We live in a rapidly changing world and the San Francisco Bay Area sometimes feels like the epicenter of this swirling transformation. An ever expanding Silicon Valley, a new tech firm popping up every week, and novel telecommunications technologies to master on a daily basis. The very basis of how we communicate is being altered faster than we can tweet a status update or take a picture via snapchat.

It is exciting and invigorating to be a part this creative life-altering wave. And for some it can be downright exhausting, right?

Enter stage left: Teletherapy.

I truly believe that I too have to be on the cutting edge of these changes as a marriage family therapist. I have increasingly come to see providing access to best-in-practice teletherapy as centrally important to how I use my psychotherapy skills in service of enriching my community’s quality of life. After all, so many of my Bay Area and California wide client’s already inhabit tech saturated social, cultural, and work-life spaces.

And, despite all of this, I am amazed at how many people don’t know counseling practices like Psyched In San Francisco even offer teletherapy much less understand what exactly it is. I think a plain and simple intro is in order. How about a quick teletherapy 101 primer? I can’t promise a 140 character limit a la Twitter, but I’ll try my best to be quick!

So what is teletherapy?
Well, simply put teletherapy, alternately referred to as e-therapy or telepsychology, refers to any counseling or psychotherapy facilitated by telecommunications technologies. This includes via phone or video conferencing platforms.

I did that in 33 characters! That was… #shortandsweet

So teletherapy is therapy done interactively from a distance, but there’s got to be more, right?

So How Can It Help Me?
This is where slow and fast can comingle in a harmonious dance. A paradox of our technological age is that, despite all of its conveniences, technology has increased the demands on our time. Our bosses want access to us night and day. Colleagues fire off e-mails at 2 in morning. You might feel the pressure to do likewise.

So where does this leave the time to slow down and attend to one’s own self-care, deepening your relationship with a spouse or partner, or exploring your path toward growth? How can you squeeze in the three hours it takes to leave the office, get to therapy, park, go to therapy, and then get back to the office?

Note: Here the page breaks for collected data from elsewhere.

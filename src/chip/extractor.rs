//! Chip image extraction.

use super::ChipWindow;
use crate::constants::{CHIP_BANDS, DEFAULT_CHANNEL_ORDER};
use crate::error::{Error, Result};
use crate::raster::{RasterSource, Region};
use image::ImageError;
use image::error::{ParameterError, ParameterErrorKind};
use serde::{Deserialize, Serialize};
use std::path::Path;

/// Raster bands feeding the three chip channels, in order.
#[derive(Debug, Clone, Copy, PartialEq, Eq, Serialize, Deserialize)]
#[serde(transparent)]
pub struct ChannelOrder(pub [usize; CHIP_BANDS]);

impl Default for ChannelOrder {
    fn default() -> Self {
        Self(DEFAULT_CHANNEL_ORDER)
    }
}

impl ChannelOrder {
    /// Build from a slice, which must hold exactly three band indices.
    pub fn from_slice(bands: &[usize]) -> Result<Self> {
        let order: [usize; CHIP_BANDS] =
            bands.try_into().map_err(|_| Error::InvalidChannelOrder {
                order: bands.to_vec(),
                reason: format!("expected {CHIP_BANDS} band indices, got {}", bands.len()),
            })?;
        Ok(Self(order))
    }

    /// Fail unless every selected band exists in a raster with `band_count` bands.
    pub fn validate(&self, band_count: usize) -> Result<()> {
        if let Some(&band) = self.0.iter().find(|&&b| b >= band_count) {
            return Err(Error::InvalidChannelOrder {
                order: self.0.to_vec(),
                reason: format!("band {band} does not exist, raster has {band_count} band(s)"),
            });
        }
        Ok(())
    }
}

impl std::fmt::Display for ChannelOrder {
    fn fmt(&self, f: &mut std::fmt::Formatter<'_>) -> std::fmt::Result {
        write!(f, "{} {} {}", self.0[0], self.0[1], self.0[2])
    }
}

/// Pixels of one chip window, three interleaved 8-bit channels.
#[derive(Debug, Clone)]
pub struct ChipImage {
    /// The window this chip was read from.
    pub window: ChipWindow,
    /// `height * width * 3` values, row-major.
    pub pixels: Vec<u8>,
}

impl ChipImage {
    /// Chip width in pixels.
    pub const fn width(&self) -> usize {
        self.window.width
    }

    /// Chip height in pixels.
    pub const fn height(&self) -> usize {
        self.window.height
    }

    /// Value of `channel` at chip-local `(row, col)`.
    pub fn pixel(&self, row: usize, col: usize, channel: usize) -> u8 {
        self.pixels[(row * self.window.width + col) * CHIP_BANDS + channel]
    }

    /// Write the chip as an RGB PNG.
    pub fn save_png(&self, path: &Path) -> Result<()> {
        #[allow(clippy::cast_possible_truncation)]
        let (width, height) = (self.window.width as u32, self.window.height as u32);
        let buffer = image::RgbImage::from_raw(width, height, self.pixels.clone()).ok_or_else(|| {
            Error::ChipWrite {
                path: path.to_path_buf(),
                source: ImageError::Parameter(ParameterError::from_kind(
                    ParameterErrorKind::DimensionMismatch,
                )),
            }
        })?;
        buffer.save(path).map_err(|e| Error::ChipWrite {
            path: path.to_path_buf(),
            source: e,
        })
    }
}

/// Read `window` from `raster`, selecting bands by `order`.
///
/// Pixels of the window outside the raster are zero.
pub fn extract_chip(
    raster: &dyn RasterSource,
    window: &ChipWindow,
    order: ChannelOrder,
) -> Result<ChipImage> {
    let mut pixels = vec![0u8; window.width * window.height * CHIP_BANDS];

    let rows = raster
        .height()
        .saturating_sub(window.row_offset)
        .min(window.height);
    let cols = raster
        .width()
        .saturating_sub(window.col_offset)
        .min(window.width);
    let region = Region::new(window.row_offset, window.col_offset, rows, cols);

    if !region.is_empty() {
        let mut band_buf = vec![0u8; region.len()];
        for (channel, &band) in order.0.iter().enumerate() {
            raster.read_region(region, band, &mut band_buf)?;
            for (r, src_row) in band_buf.chunks_exact(cols).enumerate() {
                let dst_row = r * window.width * CHIP_BANDS;
                for (c, &value) in src_row.iter().enumerate() {
                    pixels[dst_row + c * CHIP_BANDS + channel] = value;
                }
            }
        }
    }

    Ok(ChipImage {
        window: *window,
        pixels,
    })
}

#[cfg(test)]
#[allow(clippy::unwrap_used, clippy::cast_possible_truncation)]
mod tests {
    use super::*;
    use crate::raster::InMemoryRaster;

    fn window(row_offset: usize, col_offset: usize, size: usize) -> ChipWindow {
        ChipWindow {
            id: 0,
            row_offset,
            col_offset,
            width: size,
            height: size,
        }
    }

    #[test]
    fn test_extract_reorders_bands() {
        let raster = InMemoryRaster::from_fn(8, 8, 4, |r, c, b| (b * 50 + r + c) as u8).unwrap();
        let chip = extract_chip(&raster, &window(2, 3, 4), ChannelOrder([3, 0, 1])).unwrap();
        assert_eq!(chip.pixel(0, 0, 0), 150 + 5);
        assert_eq!(chip.pixel(0, 0, 1), 5);
        assert_eq!(chip.pixel(1, 2, 2), 50 + 3 + 5);
    }

    #[test]
    fn test_extract_pads_past_edge_with_zero() {
        let raster = InMemoryRaster::from_fn(10, 10, 3, |_, _, _| 9).unwrap();
        let chip = extract_chip(&raster, &window(8, 8, 4), ChannelOrder::default()).unwrap();
        assert_eq!(chip.pixels.len(), 4 * 4 * 3);
        assert_eq!(chip.pixel(1, 1, 0), 9);
        assert_eq!(chip.pixel(2, 0, 0), 0);
        assert_eq!(chip.pixel(0, 3, 2), 0);
    }

    #[test]
    fn test_channel_order_validation() {
        assert!(ChannelOrder([0, 1, 2]).validate(3).is_ok());
        assert!(ChannelOrder([0, 0, 0]).validate(1).is_ok());
        assert!(matches!(
            ChannelOrder([0, 1, 3]).validate(3),
            Err(Error::InvalidChannelOrder { .. })
        ));
        assert!(ChannelOrder::from_slice(&[0, 1]).is_err());
        assert_eq!(ChannelOrder::from_slice(&[2, 1, 0]).unwrap(), ChannelOrder([2, 1, 0]));
    }

    #[test]
    fn test_save_png_round_trips_dimensions() {
        let dir = tempfile::TempDir::new().unwrap();
        let raster = InMemoryRaster::from_fn(6, 6, 3, |r, _, _| r as u8).unwrap();
        let chip = extract_chip(&raster, &window(0, 0, 4), ChannelOrder::default()).unwrap();
        let path = dir.path().join("chip.png");
        chip.save_png(&path).unwrap();
        let decoded = image::open(&path).unwrap().to_rgb8();
        assert_eq!(decoded.dimensions(), (4, 4));
        assert_eq!(decoded.get_pixel(0, 3)[0], 3);
    }
}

With teletherapy you get to slow down just a bit. Sit in your office or a conference room. Seeking couples counseling? You and your partner can move from conflict to connection right in the comfort of your own bedroom.

No rushed commute to a counseling office. You are already there. Breath. You can fit it in when your schedule allows. You get to slow down.


Let’s move on.

So How Can It Help Me Part 2?
More and more research is finding that psychotherapy engaged via video conferencing or over the phone can be as effective as in-person therapy. People struggling with depression, social anxiety, panic disorders, and substance challenges can benefit from teletherapy.

People also miss fewer appointments. Fewer appointments missed means more traction gained on attaining the goals you want to achieve in your life.

Need some more straight to the point info on teletherapy? Check out Psyched in San Francisco’s Teletherapy link.

So what Next?
Your time is important. The average worker gets upwards of 120 e-mails in their inbox a day. During the time it took you to read this blog how many alerts from your smart phone diverted your attention?

Longing to slow down and dive deeper into your personal growth? Want to enrich your relationship?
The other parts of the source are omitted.